Europa League, giovedì il ritorno: ci vorrà impegno doppio

Con l’unica azione pericolosa del match gli austriaci della Red Bull hanno vinto il play-off di andata.. Tra sette giorni servirà l’Olimpico top

Paulo Dybala Salisburgo-Roma

Paulo Dybala Salisburgo-Roma (GETTY IMAGES)

17 Febbraio 2023 - 09:00

Nella serata europea più tranquilla di tutta la gestione Mourinho, la Roma torna addirittura battuta da Salisburgo con un gol arrivato nel momento della partita in cui il pareggio che stava maturando stava lasciando l’amaro in bocca delle mancate occasioni. E invece a due minuti dalla fine un leggibilissimo inserimento di Capaldo, uno di quei tagli verticali delle mezzali della formazione di Jaissle su cui la Roma in settimana si era preparata, si è trasformato in una pepita d’oro per gli acerbi talentini di casa, increduli di tanta grazia: finire in vantaggio una partita in cui non era stato fatto niente per segnare e che Rui Patricio stava chiudendo senza neanche un intervento degno di nota.

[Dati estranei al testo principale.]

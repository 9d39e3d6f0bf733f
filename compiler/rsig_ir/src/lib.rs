//! rsig IR - declaration model for the type-definition builder.
//!
//! This crate holds the immutable, already-parsed input of the builder:
//! - Interned identifiers (`Name`) and the `StringInterner` that owns them
//! - Source locations (`Span`, `SourceId`, `Location`)
//! - Qualified type names (`TypeName`)
//! - Type expressions and method signatures (`TypeExpr`, `FunctionType`, `MethodArm`)
//! - Declarations and their members (`Declaration`, `Member`)
//! - `DeclBuilder`, a fluent way to construct declarations without a parser
//!
//! # Design Philosophy
//!
//! - **Intern Everything**: identifiers are `Name(u32)`, compared in O(1)
//! - **Structural Identity**: every type derives `Clone, Eq, Hash, Debug`
//! - **No Parsing**: surface syntax is owned by an external collaborator

mod builder;
mod decl;
mod interner;
mod member;
mod name;
mod span;
mod type_name;
mod types;

pub use builder::{ClassBuilder, DeclBuilder, InterfaceBuilder, ModuleBuilder};
pub use decl::{
    ClassDecl, Declaration, DeclarationKind, InterfaceDecl, ModuleDecl, ModuleSelfType,
    SuperClass, TypeAliasDecl, TypeParam, Variance,
};
pub use interner::{InternError, SharedInterner, StringInterner};
pub use member::{
    Alias, AttributeAccessor, AttributeKind, InstanceVariable, IvarName, Member,
    MethodDefinition, MethodKind, Mixin, MixinKind, Visibility,
};
pub use name::Name;
pub use span::{Location, SourceId, Span};
pub use type_name::{TypeName, TypeNameDisplay, TypeNameKind};
pub use types::{BaseType, Block, FunctionType, MethodArm, Param, TypeExpr};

Così l’andata del play-off di Europa League va al Salisburgo, mentre alla Roma resta adesso l’onere della vittoria con almeno due gol di scarto giovedì all’Olimpico, con l’inevitabile chiamata alle armi del pubblico romanista (già sollecitato ieri sera a caldo da Mourinho) e una formazione che al momento nessuno è in grado di ipotizzare: Dybala si è arreso infatti dopo un tempo ad un risentimento muscolare, Pellegrini e Abraham sono usciti piuttosto stanchi, i tre difensori, con Matic e Cristante, hanno fatto gli straordinari, e Zalewski ed El Shaarawy sono rimasti in campo per 90 minuti. E di mezzo ci sarà pure il Verona.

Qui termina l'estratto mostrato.